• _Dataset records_

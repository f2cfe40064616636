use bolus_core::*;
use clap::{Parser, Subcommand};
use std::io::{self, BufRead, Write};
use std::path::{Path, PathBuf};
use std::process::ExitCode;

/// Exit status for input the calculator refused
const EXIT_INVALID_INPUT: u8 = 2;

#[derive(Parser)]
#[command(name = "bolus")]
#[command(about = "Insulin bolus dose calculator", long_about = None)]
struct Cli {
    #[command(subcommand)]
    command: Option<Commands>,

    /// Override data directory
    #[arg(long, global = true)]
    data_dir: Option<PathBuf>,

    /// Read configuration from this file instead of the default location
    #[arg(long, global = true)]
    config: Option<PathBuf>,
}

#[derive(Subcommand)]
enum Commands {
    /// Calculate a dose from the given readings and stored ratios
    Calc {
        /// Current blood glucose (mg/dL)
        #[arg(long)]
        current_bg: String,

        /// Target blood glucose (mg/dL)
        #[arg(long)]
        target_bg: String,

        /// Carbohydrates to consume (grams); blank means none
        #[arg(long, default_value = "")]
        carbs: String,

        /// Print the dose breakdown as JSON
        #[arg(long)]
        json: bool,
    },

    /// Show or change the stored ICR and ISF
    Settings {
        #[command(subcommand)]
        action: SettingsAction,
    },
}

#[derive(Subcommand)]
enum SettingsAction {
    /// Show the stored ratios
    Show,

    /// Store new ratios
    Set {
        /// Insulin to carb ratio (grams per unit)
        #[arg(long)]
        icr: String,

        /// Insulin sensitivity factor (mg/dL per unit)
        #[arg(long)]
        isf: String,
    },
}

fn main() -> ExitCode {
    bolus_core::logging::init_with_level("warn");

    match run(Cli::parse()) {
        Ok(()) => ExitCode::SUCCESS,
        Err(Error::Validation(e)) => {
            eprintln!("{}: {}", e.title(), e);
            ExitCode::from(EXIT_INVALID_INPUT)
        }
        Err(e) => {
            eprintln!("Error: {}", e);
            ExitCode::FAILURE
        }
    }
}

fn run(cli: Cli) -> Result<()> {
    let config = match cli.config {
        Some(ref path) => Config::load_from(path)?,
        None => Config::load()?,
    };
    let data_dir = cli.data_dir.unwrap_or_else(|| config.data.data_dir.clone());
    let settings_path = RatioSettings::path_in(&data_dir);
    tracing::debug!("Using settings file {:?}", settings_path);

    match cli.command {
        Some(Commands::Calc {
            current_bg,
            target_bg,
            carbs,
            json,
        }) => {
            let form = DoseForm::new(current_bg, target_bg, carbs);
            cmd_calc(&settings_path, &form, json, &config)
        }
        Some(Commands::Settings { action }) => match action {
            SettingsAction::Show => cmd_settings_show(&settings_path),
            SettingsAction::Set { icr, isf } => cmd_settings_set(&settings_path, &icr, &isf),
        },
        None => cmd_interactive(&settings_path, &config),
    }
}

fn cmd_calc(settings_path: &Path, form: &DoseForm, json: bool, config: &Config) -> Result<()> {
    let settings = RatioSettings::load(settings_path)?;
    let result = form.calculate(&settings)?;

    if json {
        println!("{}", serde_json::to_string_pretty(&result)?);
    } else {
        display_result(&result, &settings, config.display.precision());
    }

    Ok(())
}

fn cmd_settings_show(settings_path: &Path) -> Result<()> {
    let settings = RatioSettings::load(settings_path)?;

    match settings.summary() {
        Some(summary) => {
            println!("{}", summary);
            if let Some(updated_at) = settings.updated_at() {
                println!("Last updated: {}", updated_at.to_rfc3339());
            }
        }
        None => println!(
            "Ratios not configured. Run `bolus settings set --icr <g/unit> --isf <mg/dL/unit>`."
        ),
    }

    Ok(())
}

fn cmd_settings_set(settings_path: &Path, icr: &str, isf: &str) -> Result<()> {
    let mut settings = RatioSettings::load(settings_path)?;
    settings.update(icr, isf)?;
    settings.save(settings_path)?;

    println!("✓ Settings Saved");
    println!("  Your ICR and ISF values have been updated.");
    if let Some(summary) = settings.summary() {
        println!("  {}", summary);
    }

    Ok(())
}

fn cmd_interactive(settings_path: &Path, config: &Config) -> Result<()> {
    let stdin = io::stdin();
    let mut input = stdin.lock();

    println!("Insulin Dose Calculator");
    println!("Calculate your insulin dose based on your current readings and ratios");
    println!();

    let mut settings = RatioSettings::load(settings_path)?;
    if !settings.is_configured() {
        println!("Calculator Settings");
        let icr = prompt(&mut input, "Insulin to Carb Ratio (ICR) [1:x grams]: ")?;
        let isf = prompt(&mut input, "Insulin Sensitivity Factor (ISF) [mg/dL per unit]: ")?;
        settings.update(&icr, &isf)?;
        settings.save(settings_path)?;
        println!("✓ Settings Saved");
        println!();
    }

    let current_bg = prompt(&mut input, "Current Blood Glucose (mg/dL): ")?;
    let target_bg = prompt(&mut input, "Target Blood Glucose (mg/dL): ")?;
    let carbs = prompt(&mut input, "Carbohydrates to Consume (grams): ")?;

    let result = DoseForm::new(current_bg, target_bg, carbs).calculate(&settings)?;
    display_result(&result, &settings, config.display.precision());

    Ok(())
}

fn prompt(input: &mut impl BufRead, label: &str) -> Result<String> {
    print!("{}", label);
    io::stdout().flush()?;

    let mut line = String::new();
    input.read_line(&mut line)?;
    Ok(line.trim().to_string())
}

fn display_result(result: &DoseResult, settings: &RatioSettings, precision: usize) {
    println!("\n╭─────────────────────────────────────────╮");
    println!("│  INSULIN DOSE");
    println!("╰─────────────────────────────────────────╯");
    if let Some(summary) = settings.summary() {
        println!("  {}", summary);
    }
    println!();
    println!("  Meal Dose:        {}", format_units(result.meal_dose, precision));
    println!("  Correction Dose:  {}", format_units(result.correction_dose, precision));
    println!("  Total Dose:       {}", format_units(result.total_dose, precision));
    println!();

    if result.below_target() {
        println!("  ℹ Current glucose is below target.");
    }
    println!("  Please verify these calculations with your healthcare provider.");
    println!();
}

• _ASSIGNMENT_
Write out the records once more, precisely as they stand.

• _WORKED SOLUTION_
repository f2cfe40064616636
use bolus_core::*;
use clap::{Parser, Subcommand};
use std::io::{self, BufRead, Write};
use std::path::{Path, PathBuf};
use std::process::ExitCode;

/// Exit status for input the calculator refused
const EXIT_INVALID_INPUT: u8 = 2;

#[derive(Parser)]
#[command(name = "bolus")]
#[command(about = "Insulin bolus dose calculator", long_about = None)]
struct Cli {
    #[command(subcommand)]
    command: Option<Commands>,

    /// Override data directory
    #[arg(long, global = true)]
    data_dir: Option<PathBuf>,

    /// Read configuration from this file instead of the default location
    #[arg(long, global = true)]
    config: Option<PathBuf>,
}

#[derive(Subcommand)]
enum Commands {
    /// Calculate a dose from the given readings and stored ratios
    Calc {
        /// Current blood glucose (mg/dL)
        #[arg(long)]
        current_bg: String,

        /// Target blood glucose (mg/dL)
        #[arg(long)]
        target_bg: String,

        /// Carbohydrates to consume (grams); blank means none
        #[arg(long, default_value = "")]
        carbs: String,

        /// Print the dose breakdown as JSON
        #[arg(long)]
        json: bool,
    },

    /// Show or change the stored ICR and ISF
    Settings {
        #[command(subcommand)]
        action: SettingsAction,
    },
}

#[derive(Subcommand)]
enum SettingsAction {
    /// Show the stored ratios
    Show,

    /// Store new ratios
    Set {
        /// Insulin to carb ratio (grams per unit)
        #[arg(long)]
        icr: String,

        /// Insulin sensitivity factor (mg/dL per unit)
        #[arg(long)]
        isf: String,
    },
}

fn main() -> ExitCode {
    bolus_core::logging::init_with_level("warn");

    match run(Cli::parse()) {
        Ok(()) => ExitCode::SUCCESS,
        Err(Error::Validation(e)) => {
            eprintln!("{}: {}", e.title(), e);
            ExitCode::from(EXIT_INVALID_INPUT)
        }
        Err(e) => {
            eprintln!("Error: {}", e);
            ExitCode::FAILURE
        }
    }
}

fn run(cli: Cli) -> Result<()> {
    let config = match cli.config {
        Some(ref path) => Config::load_from(path)?,
        None => Config::load()?,
    };
    let data_dir = cli.data_dir.unwrap_or_else(|| config.data.data_dir.clone());
    let settings_path = RatioSettings::path_in(&data_dir);
    tracing::debug!("Using settings file {:?}", settings_path);

    match cli.command {
        Some(Commands::Calc {
            current_bg,
            target_bg,
            carbs,
            json,
        }) => {
            let form = DoseForm::new(current_bg, target_bg, carbs);
            cmd_calc(&settings_path, &form, json, &config)
        }
        Some(Commands::Settings { action }) => match action {
            SettingsAction::Show => cmd_settings_show(&settings_path),
            SettingsAction::Set { icr, isf } => cmd_settings_set(&settings_path, &icr, &isf),
        },
        None => cmd_interactive(&settings_path, &config),
    }
}

fn cmd_calc(settings_path: &Path, form: &DoseForm, json: bool, config: &Config) -> Result<()> {
    let settings = RatioSettings::load(settings_path)?;
    let result = form.calculate(&settings)?;

    if json {
        println!("{}", serde_json::to_string_pretty(&result)?);
    } else {
        display_result(&result, &settings, config.display.precision());
    }

    Ok(())
}

fn cmd_settings_show(settings_path: &Path) -> Result<()> {
    let settings = RatioSettings::load(settings_path)?;

    match settings.summary() {
        Some(summary) => {
            println!("{}", summary);
            if let Some(updated_at) = settings.updated_at() {
                println!("Last updated: {}", updated_at.to_rfc3339());
            }
        }
        None => println!(
            "Ratios not configured. Run `bolus settings set --icr <g/unit> --isf <mg/dL/unit>`."
        ),
    }

    Ok(())
}

fn cmd_settings_set(settings_path: &Path, icr: &str, isf: &str) -> Result<()> {
    let mut settings = RatioSettings::load(settings_path)?;
    settings.update(icr, isf)?;
    settings.save(settings_path)?;

    println!("✓ Settings Saved");
    println!("  Your ICR and ISF values have been updated.");
    if let Some(summary) = settings.summary() {
        println!("  {}", summary);
    }

    Ok(())
}

fn cmd_interactive(settings_path: &Path, config: &Config) -> Result<()> {
    let stdin = io::stdin();
    let mut input = stdin.lock();

    println!("Insulin Dose Calculator");
    println!("Calculate your insulin dose based on your current readings and ratios");
    println!();

    let mut settings = RatioSettings::load(settings_path)?;
    if !settings.is_configured() {
        println!("Calculator Settings");
        let icr = prompt(&mut input, "Insulin to Carb Ratio (ICR) [1:x grams]: ")?;
        let isf = prompt(&mut input, "Insulin Sensitivity Factor (ISF) [mg/dL per unit]: ")?;
        settings.update(&icr, &isf)?;
        settings.save(settings_path)?;
        println!("✓ Settings Saved");
        println!();
    }

    let current_bg = prompt(&mut input, "Current Blood Glucose (mg/dL): ")?;
    let target_bg = prompt(&mut input, "Target Blood Glucose (mg/dL): ")?;
    let carbs = prompt(&mut input, "Carbohydrates to Consume (grams): ")?;

    let result = DoseForm::new(current_bg, target_bg, carbs).calculate(&settings)?;
    display_result(&result, &settings, config.display.precision());

    Ok(())
}

fn prompt(input: &mut impl BufRead, label: &str) -> Result<String> {
    print!("{}", label);
    io::stdout().flush()?;

    let mut line = String::new();
    input.read_line(&mut line)?;
    Ok(line.trim().to_string())
}

fn display_result(result: &DoseResult, settings: &RatioSettings, precision: usize) {
    println!("\n╭─────────────────────────────────────────╮");
    println!("│  INSULIN DOSE");
    println!("╰─────────────────────────────────────────╯");
    if let Some(summary) = settings.summary() {
        println!("  {}", summary);
    }
    println!();
    println!("  Meal Dose:        {}", format_units(result.meal_dose, precision));
    println!("  Correction Dose:  {}", format_units(result.correction_dose, precision));
    println!("  Total Dose:       {}", format_units(result.total_dose, precision));
    println!();

    if result.below_target() {
        println!("  ℹ Current glucose is below target.");
    }
    println!("  Please verify these calculations with your healthcare provider.");
    println!();
}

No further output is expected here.